• [ABOUT THIS EXERCISE]: Please report each line of the data below that contains "Uuid".

──────── DATASET CONTENT ────────

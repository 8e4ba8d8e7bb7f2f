use actix_web::{get, web, Responder};
use tracing::error;

use crate::shared::api::ApiResponse;
use crate::AppState;

#[utoipa::path(
    get,
    path = "/api/certifications",
    tag = "certifications",
    responses(
        (status = 200, description = "Certifications, newest first", body = crate::api::schemas::Envelope),
        (status = 500, description = "Store failure", body = crate::api::schemas::Envelope),
    )
)]
#[get("/api/certifications")]
pub async fn get_certifications_handler(data: web::Data<AppState>) -> impl Responder {
    match data.certification.get_list.execute().await {
        Ok(certifications) if certifications.is_empty() => {
            ApiResponse::empty("No certifications found")
        }
        Ok(certifications) => {
            ApiResponse::success("Certifications retrieved successfully", certifications)
        }
        Err(e) => {
            error!("Failed to fetch certifications: {}", e);
            ApiResponse::internal_error("Failed to fetch certifications")
        }
    }
}
use actix_web::{post, web, Responder};
use tracing::{error, info};

use crate::auth::adapter::incoming::web::extractors::auth::AdminUser;
use crate::modules::certification::application::domain::entities::CertificationData;
use crate::modules::certification::application::ports::incoming::use_cases::CreateCertificationError;
use crate::shared::api::ApiResponse;
use crate::AppState;

#[utoipa::path(
    post,
    path = "/api/certifications",
    tag = "certifications",
    security(("BearerAuth" = [])),
    request_body = CertificationData,
    responses(
        (status = 201, description = "Certification added", body = crate::api::schemas::Envelope),
        (status = 400, description = "Missing required fields", body = crate::api::schemas::Envelope),
        (status = 401, description = "Missing or invalid token", body = crate::api::schemas::Envelope),
        (status = 404, description = "No owner registered", body = crate::api::schemas::Envelope),
    )
)]
#[post("/api/certifications")]
pub async fn create_certification_handler(
    _admin: AdminUser,
    req: web::Json<CertificationData>,
    data: web::Data<AppState>,
) -> impl Responder {
    match data.certification.create.execute(req.into_inner()).await {
        Ok(certification) => {
            info!(certification_id = %certification.id, "Certification added");
            ApiResponse::created("Certification added successfully", certification)
        }

        Err(CreateCertificationError::Validation(missing)) => {
            ApiResponse::bad_request(&missing.to_string())
        }

        Err(CreateCertificationError::OwnerNotFound) => ApiResponse::not_found("User not found"),

        Err(CreateCertificationError::RepositoryError(e)) => {
            error!("Failed to add certification: {}", e);
            ApiResponse::internal_error("Failed to add certification")
        }
    }
}
use sea_orm::entity::prelude::*;
use uuid::Uuid;

use crate::auth::application::domain::entities::{OwnedCollection, User};

#[derive(Clone, Debug, PartialEq, DeriveEntityModel)]
#[sea_orm(table_name = "users")]
pub struct Model {
    #[sea_orm(primary_key, auto_increment = false)]
    pub id: Uuid,
    #[sea_orm(unique)]
    pub email: String,
    pub password_hash: String,
    #[sea_orm(column_type = "JsonBinary")]
    pub skills: Json,
    #[sea_orm(column_type = "JsonBinary")]
    pub projects: Json,
    #[sea_orm(column_type = "JsonBinary")]
    pub experiences: Json,
    #[sea_orm(column_type = "JsonBinary")]
    pub certifications: Json,
    pub created_at: DateTimeWithTimeZone,
    pub updated_at: DateTimeWithTimeZone,
}

#[derive(Copy, Clone, Debug, EnumIter, DeriveRelation)]
pub enum Relation {}

#[async_trait::async_trait]
impl ActiveModelBehavior for ActiveModel {
    async fn before_save<C>(mut self, _db: &C, insert: bool) -> Result<Self, DbErr>
    where
        C: ConnectionTrait,
    {
        use chrono::Utc;
        use sea_orm::ActiveValue::Set;

        if !insert {
            // Only update updated_at on UPDATE, not INSERT
            self.updated_at = Set(Utc::now().into());
        }

        Ok(self)
    }
}

impl Model {
    pub fn links(&self, collection: OwnedCollection) -> Result<Vec<Uuid>, serde_json::Error> {
        let raw = match collection {
            OwnedCollection::Projects => &self.projects,
            OwnedCollection::Experiences => &self.experiences,
            OwnedCollection::Certifications => &self.certifications,
        };
        serde_json::from_value(raw.clone())
    }

    pub fn to_domain(&self) -> Result<User, serde_json::Error> {
        Ok(User {
            id: self.id,
            email: self.email.clone(),
            password_hash: self.password_hash.clone(),
            skills: serde_json::from_value(self.skills.clone())?,
            projects: self.links(OwnedCollection::Projects)?,
            experiences: self.links(OwnedCollection::Experiences)?,
            certifications: self.links(OwnedCollection::Certifications)?,
            created_at: self.created_at.with_timezone(&chrono::Utc),
            updated_at: self.updated_at.with_timezone(&chrono::Utc),
        })
    }
}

────────

• [ANSWER TO THIS EXERCISE]:
use uuid::Uuid;
    pub id: Uuid,
    pub fn links(&self, collection: OwnedCollection) -> Result<Vec<Uuid>, serde_json::Error> {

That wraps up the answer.